Around mid-morning, patients begin to arrive for their six week post operative x-rays. These are generally carried out with the patient under domitor (medetomidine) and torburgesic (butorphanol). We have direct digital radiography which means the image gets transferred immediately to a computer screen, where it can be centred, collimated and even have the exposure enhanced to better demonstrate bone or soft tissue. More importantly than all that is, of course, that we don’t have to go running around with a cassette and fiddling about in a dark room for hours on end!
Patients scheduled for surgeries that day are given their pre-anaesthetic medication once we have checked their heart, respiration and temperature. Their anaesthetic forms are then filled in to prepare for the procedure. All patients have an intravenous catheter placed prior to induction to allow access for intravenous medications and fluid therapy during their anaesthetic. Once the patient is stable under their anaesthetic they are moved to radiography, CT or our MRI suite for diagnostic imaging prior to surgery.

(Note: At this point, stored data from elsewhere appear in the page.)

//! Minimal ABI encoder for static tuples.
//!
//! Every pushed value occupies one left-padded 32-byte word, so the output of
//! [`AbiWordEncoder::finish`] equals Solidity's `abi.encode` over the same
//! static values in push order.

use alloy_primitives::{Address, B256, U256};

#[derive(Debug, Default, Clone)]
pub struct AbiWordEncoder {
	buf: Vec<u8>,
}

impl AbiWordEncoder {
	pub fn new() -> Self {
		Self::default()
	}

	/// Encoder with room for `words` 32-byte words.
	pub fn with_words(words: usize) -> Self {
		Self {
			buf: Vec::with_capacity(words * 32),
		}
	}

	pub fn push_b256(&mut self, v: &B256) -> &mut Self {
		self.buf.extend_from_slice(v.as_slice());
		self
	}

	pub fn push_address(&mut self, addr: &Address) -> &mut Self {
		self.push_b256(&addr.into_word())
	}

	pub fn push_u256(&mut self, v: U256) -> &mut Self {
		self.buf.extend_from_slice(&v.to_be_bytes::<32>());
		self
	}

	pub fn push_u32(&mut self, v: u32) -> &mut Self {
		let mut word = [0u8; 32];
		word[28..].copy_from_slice(&v.to_be_bytes());
		self.buf.extend_from_slice(&word);
		self
	}

	/// Number of words pushed so far.
	pub fn len(&self) -> usize {
		self.buf.len() / 32
	}

	pub fn is_empty(&self) -> bool {
		self.buf.is_empty()
	}

	pub fn finish(self) -> Vec<u8> {
		self.buf
	}
}

#[cfg(test)]
mod tests {
	use super::*;
	use alloy_primitives::{address, b256};
	use alloy_sol_types::SolValue;

	#[test]
	fn test_matches_abi_encode_params() {
		let recipient = b256!("0x0000000000000000000000009a8f92a830a5cb89a3816e3d267cb7791c16b04d");
		let token = address!("0xa0b86991c6218b36c1d19d4a2e9eb0ce3606eb48");
		let amount = U256::from(1_000_000u64);

		let mut enc = AbiWordEncoder::with_words(4);
		enc.push_u32(6)
			.push_b256(&recipient)
			.push_u256(amount)
			.push_address(&token);
		assert_eq!(enc.len(), 4);

		let expected = (6u32, recipient, amount, token).abi_encode_params();
		assert_eq!(enc.finish(), expected);
	}

	#[test]
	fn test_u32_is_right_aligned() {
		let mut enc = AbiWordEncoder::new();
		enc.push_u32(u32::MAX);
		let out = enc.finish();
		assert_eq!(out.len(), 32);
		assert!(out[..28].iter().all(|b| *b == 0));
		assert_eq!(&out[28..], &[0xff; 4]);
	}
}
//! Common types module for the bridge relay.
//!
//! This module defines the request, response and error types shared by the
//! sponsor signer, the publisher and the HTTP service, so every crate agrees
//! on the wire shapes of sponsored quotes and gasless submissions.

/// API error taxonomy and error response bodies.
pub mod api;
/// Sponsored CCTP quote types.
pub mod cctp;
/// Gasless meta-transaction submission types.
pub mod gasless;
/// Per-chain network configuration types.
pub mod networks;
/// Base trait for self-registering implementations.
pub mod registry;
/// Zeroizing wrapper for key material.
pub mod secret_string;
/// Encoding, arithmetic and formatting helpers.
pub mod utils;
/// Configuration validation types for implementation-specific TOML tables.
pub mod validation;

pub use api::*;
pub use cctp::*;
pub use gasless::*;
pub use networks::{NetworkConfig, NetworksConfig};
pub use registry::ImplementationRegistry;
pub use secret_string::SecretString;
pub use utils::{
	bps_fee_ceil, div_ceil, div_ceil_u256, truncate_id, with_0x_prefix, without_0x_prefix,
	AbiWordEncoder, MathError,
};
pub use validation::*;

The MRI machine is lovingly cared for by Eli, our radiographer, who ensures no-one is allowed to enter unless they have been divested of all metallic objects (such as collars with dog tags attached). These are attracted to the huge magnet and many MRI machines have been damaged due to items flying through the air to adhere to them, not excluding the damage that can be done to personnel from these air borne items. Once the patient is positioned correctly our radiographer and the anaesthetic nurse retreat to the scanning room where the anaesthetic is monitored through the use of a capnograph, pulse monitor and the visual aid of a camera positioned at the head of the patient. Our radiographer then produces the images of the area being studied onto computerised screens to enable full analysis. The MRI process can be quite lengthy, depending on the complexity of the area being screened.

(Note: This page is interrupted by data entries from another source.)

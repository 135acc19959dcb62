//! Hex and identifier formatting helpers.

/// Shortens an identifier for log lines: the first 8 characters followed by `..`.
pub fn truncate_id(id: &str) -> String {
	match id.char_indices().nth(8) {
		Some((idx, _)) => format!("{}..", &id[..idx]),
		None => id.to_string(),
	}
}

/// Adds a `0x` prefix unless one is already present.
pub fn with_0x_prefix(hex_str: &str) -> String {
	if hex_str.starts_with("0x") || hex_str.starts_with("0X") {
		hex_str.to_string()
	} else {
		format!("0x{}", hex_str)
	}
}

/// Strips a leading `0x` or `0X`.
pub fn without_0x_prefix(hex_str: &str) -> &str {
	hex_str
		.strip_prefix("0x")
		.or_else(|| hex_str.strip_prefix("0X"))
		.unwrap_or(hex_str)
}

#[cfg(test)]
mod tests {
	use super::*;

	#[test]
	fn test_prefix_helpers() {
		assert_eq!(with_0x_prefix("abcd"), "0xabcd");
		assert_eq!(with_0x_prefix("0Xabcd"), "0Xabcd");
		assert_eq!(without_0x_prefix("0xabcd"), "abcd");
		assert_eq!(without_0x_prefix("abcd"), "abcd");
	}

	#[test]
	fn test_truncate_id() {
		assert_eq!(truncate_id("12345678"), "12345678");
		assert_eq!(truncate_id("0x1234567890"), "0x123456..");
	}
}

Once the patient is returned to the prep room and surgery has been decided on, the patient is prepared for theatre. A nurse will clip the fur over the surgery site and then scrub the area with a chlorhexidine solution to remove gross debris. The patient is then transferred to theatre and a final skin scrub completed. The anaesthetist attaches the patient to the monitoring system which provides information on the circulatory and respiratory system throughout the surgical procedure. The patient is also placed on intravenous fluids to help support the circulatory system.

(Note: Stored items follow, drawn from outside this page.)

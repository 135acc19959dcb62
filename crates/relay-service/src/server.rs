//! HTTP server for the relay API.
//!
//! Routes, all under `/api`:
//! - `POST /gasless/submit`: validate and publish a gasless deposit
//! - `POST /sponsored-cctp/sign`: sign a sponsored CCTP quote (bearer token)
//! - `GET /health`: liveness and sponsor address

use crate::apis::{cctp, gasless::GaslessSubmitHandler, health::HealthResponse};
use axum::{
	extract::{rejection::JsonRejection, State},
	http::{HeaderMap, HeaderName, HeaderValue, Method},
	response::Json,
	routing::{get, post},
	Router,
};
use relay_config::{ApiConfig, CorsConfig};
use relay_sponsor::SponsorService;
use relay_types::{APIError, GaslessSubmitResponse, SecretString, SponsoredSignature};
use serde_json::Value;
use std::sync::Arc;
use std::time::Duration;
use tokio::net::TcpListener;
use tower::ServiceBuilder;
use tower_http::{
	cors::{AllowHeaders, AllowMethods, AllowOrigin, Any, CorsLayer},
	limit::RequestBodyLimitLayer,
	timeout::TimeoutLayer,
	trace::TraceLayer,
};

/// Shared application state for the API server.
#[derive(Clone)]
pub struct AppState {
	/// Configured `service.id`.
	pub service_id: String,
	pub sponsor: Arc<SponsorService>,
	pub gasless: Arc<GaslessSubmitHandler>,
	/// Bearer token of the signing endpoint; `None` disables it.
	pub auth_token: Option<SecretString>,
}

/// Builds the router with middleware configured from `api`.
pub fn build_router(state: AppState, api: &ApiConfig) -> Router {
	Router::new()
		.nest(
			"/api",
			Router::new()
				.route("/gasless/submit", post(handle_gasless_submit))
				.route("/sponsored-cctp/sign", post(handle_sponsored_cctp_sign))
				.route("/health", get(handle_health)),
		)
		.layer(
			ServiceBuilder::new()
				.layer(TraceLayer::new_for_http())
				.layer(RequestBodyLimitLayer::new(api.max_request_size))
				// Timeout sits inside the body limit; it needs a `Default` response body.
				.layer(TimeoutLayer::new(Duration::from_secs(api.timeout_seconds)))
				.layer(cors_layer(api.cors.as_ref())),
		)
		.with_state(state)
}

/// Binds `host:port` and serves until Ctrl-C.
pub async fn start_server(
	api_config: ApiConfig,
	state: AppState,
) -> Result<(), Box<dyn std::error::Error>> {
	let app = build_router(state, &api_config);

	let bind_address = format!("{}:{}", api_config.host, api_config.port);
	let listener = TcpListener::bind(&bind_address).await?;

	tracing::info!("Relay API server starting on {}", bind_address);

	axum::serve(listener, app)
		.with_graceful_shutdown(async {
			if let Err(e) = tokio::signal::ctrl_c().await {
				tracing::error!("Failed to listen for shutdown signal: {}", e);
			}
		})
		.await?;

	Ok(())
}

fn cors_layer(cors: Option<&CorsConfig>) -> CorsLayer {
	let Some(cors) = cors else {
		return CorsLayer::permissive();
	};

	let origins: AllowOrigin = if cors.allowed_origins.is_empty() {
		Any.into()
	} else {
		AllowOrigin::list(parse_list::<HeaderValue>(&cors.allowed_origins, "origin"))
	};
	let headers: AllowHeaders = if cors.allowed_headers.is_empty() {
		Any.into()
	} else {
		AllowHeaders::list(parse_list::<HeaderName>(&cors.allowed_headers, "header"))
	};
	let methods: AllowMethods = if cors.allowed_methods.is_empty() {
		Any.into()
	} else {
		AllowMethods::list(parse_list::<Method>(&cors.allowed_methods, "method"))
	};

	CorsLayer::new()
		.allow_origin(origins)
		.allow_headers(headers)
		.allow_methods(methods)
}

fn parse_list<T: std::str::FromStr>(values: &[String], kind: &str) -> Vec<T> {
	values
		.iter()
		.filter_map(|value| match value.parse() {
			Ok(parsed) => Some(parsed),
			Err(_) => {
				tracing::warn!("Ignoring invalid CORS {}: {}", kind, value);
				None
			},
		})
		.collect()
}

fn json_body(payload: Result<Json<Value>, JsonRejection>) -> Result<Value, APIError> {
	payload
		.map(|Json(body)| body)
		.map_err(|e| APIError::invalid_input(format!("Invalid JSON body: {}", e.body_text())))
}

/// Handles POST /api/gasless/submit requests.
async fn handle_gasless_submit(
	State(state): State<AppState>,
	payload: Result<Json<Value>, JsonRejection>,
) -> Result<Json<GaslessSubmitResponse>, APIError> {
	let body = json_body(payload)?;
	match state.gasless.handle(body).await {
		Ok(response) => Ok(Json(response)),
		Err(e) => {
			tracing::warn!("Gasless submission failed: {}", e);
			Err(e)
		},
	}
}

/// Handles POST /api/sponsored-cctp/sign requests.
async fn handle_sponsored_cctp_sign(
	State(state): State<AppState>,
	headers: HeaderMap,
	payload: Result<Json<Value>, JsonRejection>,
) -> Result<Json<SponsoredSignature>, APIError> {
	if let Err(e) = cctp::authorize(state.auth_token.as_ref(), &headers) {
		tracing::warn!("Sponsored signing refused: {}", e);
		return Err(e);
	}

	let body = json_body(payload)?;
	match cctp::sign_sponsored_quote(body, &state.sponsor).await {
		Ok(signed) => Ok(Json(signed)),
		Err(e) => {
			tracing::warn!("Sponsored signing failed: {}", e);
			Err(e)
		},
	}
}

/// Handles GET /api/health requests.
async fn handle_health(State(state): State<AppState>) -> Json<HealthResponse> {
	Json(HealthResponse::ok(
		state.service_id.clone(),
		state.sponsor.address(),
	))
}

A scrubbed, gowned and gloved veterinary intern wearing a surgical hat and mask will unpack the sterile kit and drape the patient to ensure an aseptic area is maintained around the operation site. The surgeon then commences the surgery. Some surgeries, such as Total Hip Replacements, Total Elbow or Knee Replacements, SHO (sliding humeral osteotomies) and some spinal surgeries require a number of surgeons to assist with the procedure. Luckily we have three large, well equipped operating rooms so we never feel crammed in. The surgeries are often very complex and the anaesthetic can be quite lengthy. The anaesthetist will ensure the patient maintains its body heat by using a Bair Hugger, which is a warm air blanket that can be placed under or over the patient.
Once the surgery is finished and the radiographs taken, the patient is returned to the comfort of the kennel room, where they continue their recovery on a comfortable orthopaedic mattress under the watchful eye of the dedicated nurse.
Overnight the patients are cared for by a veterinary nurse, who ensures they are given their medications, fluid therapy and lots of TLC.